__WORK TO BE COMPLETED__: From the entries below, output the line with "let pool = SqlitePoolOptions::new()" and each following line up to and including the line with "async fn configure_pragmas_conn(conn: &mut", exactly as written.
-- INPUT DATA follows --
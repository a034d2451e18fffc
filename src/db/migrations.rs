//! Database migrations and initialization.

use sqlx::sqlite::{SqliteConnection, SqlitePool, SqlitePoolOptions};
use std::path::Path;
use tracing::info;

/// Initialize the SQLite database with schema and pragmas.
pub async fn init_db(db_path: &str, max_connections: u32) -> Result<SqlitePool, sqlx::Error> {
    if let Some(parent) = Path::new(db_path).parent() {
        if !parent.as_os_str().is_empty() {
            std::fs::create_dir_all(parent).ok();
        }
    }

    let pool = SqlitePoolOptions::new()
        .max_connections(max_connections)
        .after_connect(|conn, _meta| Box::pin(async move { configure_pragmas_conn(conn).await }))
        .connect(&format!("sqlite:{}?mode=rwc", db_path))
        .await?;

    run_migrations(&pool).await?;

    info!(db_path, max_connections, "Database initialized");
    Ok(pool)
}

/// Run all database migrations.
async fn run_migrations(pool: &SqlitePool) -> Result<(), sqlx::Error> {
    info!("Running database migrations...");
    let schema_sql = include_str!("schema.sql");

    for statement in split_statements(schema_sql) {
        sqlx::query(&statement).execute(pool).await?;
    }

    info!("Migrations completed successfully");
    Ok(())
}

/// Split a schema script into executable statements.
///
/// Trigger bodies contain `;` themselves, so a `CREATE TRIGGER` statement runs
/// until its closing `END;`. Line comments are dropped.
fn split_statements(script: &str) -> Vec<String> {
    let mut statements = Vec::new();
    let mut current = String::new();

    for line in script.lines() {
        let trimmed = line.trim();
        if trimmed.is_empty() || trimmed.starts_with("--") {
            continue;
        }
        current.push_str(line);
        current.push('\n');

        let in_trigger = current
            .trim_start()
            .to_ascii_uppercase()
            .starts_with("CREATE TRIGGER");
        let terminated = if in_trigger {
            trimmed.eq_ignore_ascii_case("END;")
        } else {
            trimmed.ends_with(';')
        };

        if terminated {
            let statement = current.trim().trim_end_matches(';').trim().to_string();
            if !statement.is_empty() {
                statements.push(statement);
            }
            current.clear();
        }
    }

    let rest = current.trim();
    if !rest.is_empty() {
        statements.push(rest.to_string());
    }
    statements
}

/// Configure SQLite pragmas for optimal performance and reliability.
async fn configure_pragmas_conn(conn: &mut SqliteConnection) -> Result<(), sqlx::Error> {
    use sqlx::Row;

    sqlx::query("PRAGMA foreign_keys = ON")
        .execute(&mut *conn)
        .await?;

    // journal_mode returns the actual mode set; must use fetch to get result
    let row = sqlx::query("PRAGMA journal_mode = WAL")
        .fetch_one(&mut *conn)
        .await?;
    let journal_mode: String = row.get(0);
    tracing::debug!(journal_mode = %journal_mode, "SQLite journal mode set");

    // Settlement transactions wait on each other's write lock instead of failing.
    sqlx::query("PRAGMA busy_timeout = 5000")
        .execute(&mut *conn)
        .await?;
    sqlx::query("PRAGMA synchronous = NORMAL")
        .execute(&mut *conn)
        .await?;

    Ok(())
}
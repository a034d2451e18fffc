//! Database module for SQLite operations.
//!
//! This module provides:
//! - Database initialization and migrations
//! - SQLite pragma configuration
//! - Repository and unit-of-work layer for database operations

pub mod migrations;
pub mod repo;

pub use migrations::init_db;
pub use repo::{NewLotEvent, Repository, UnitOfWork};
-- INPUT DATA concluded --
__SOLUTION BELOW__:
    let pool = SqlitePoolOptions::new()
        .max_connections(max_connections)
        .after_connect(|conn, _meta| Box::pin(async move { configure_pragmas_conn(conn).await }))
        .connect(&format!("sqlite:{}?mode=rwc", db_path))
        .await?;

    run_migrations(&pool).await?;

    info!(db_path, max_connections, "Database initialized");
    Ok(pool)
}

/// Run all database migrations.
async fn run_migrations(pool: &SqlitePool) -> Result<(), sqlx::Error> {
    info!("Running database migrations...");
    let schema_sql = include_str!("schema.sql");

    for statement in split_statements(schema_sql) {
        sqlx::query(&statement).execute(pool).await?;
    }

    info!("Migrations completed successfully");
    Ok(())
}

/// Split a schema script into executable statements.
///
/// Trigger bodies contain `;` themselves, so a `CREATE TRIGGER` statement runs
/// until its closing `END;`. Line comments are dropped.
fn split_statements(script: &str) -> Vec<String> {
    let mut statements = Vec::new();
    let mut current = String::new();

    for line in script.lines() {
        let trimmed = line.trim();
        if trimmed.is_empty() || trimmed.starts_with("--") {
            continue;
        }
        current.push_str(line);
        current.push('\n');

        let in_trigger = current
            .trim_start()
            .to_ascii_uppercase()
            .starts_with("CREATE TRIGGER");
        let terminated = if in_trigger {
            trimmed.eq_ignore_ascii_case("END;")
        } else {
            trimmed.ends_with(';')
        };

        if terminated {
            let statement = current.trim().trim_end_matches(';').trim().to_string();
            if !statement.is_empty() {
                statements.push(statement);
            }
            current.clear();
        }
    }

    let rest = current.trim();
    if !rest.is_empty() {
        statements.push(rest.to_string());
    }
    statements
}

/// Configure SQLite pragmas for optimal performance and reliability.
async fn configure_pragmas_conn(conn: &mut SqliteConnection) -> Result<(), sqlx::Error> {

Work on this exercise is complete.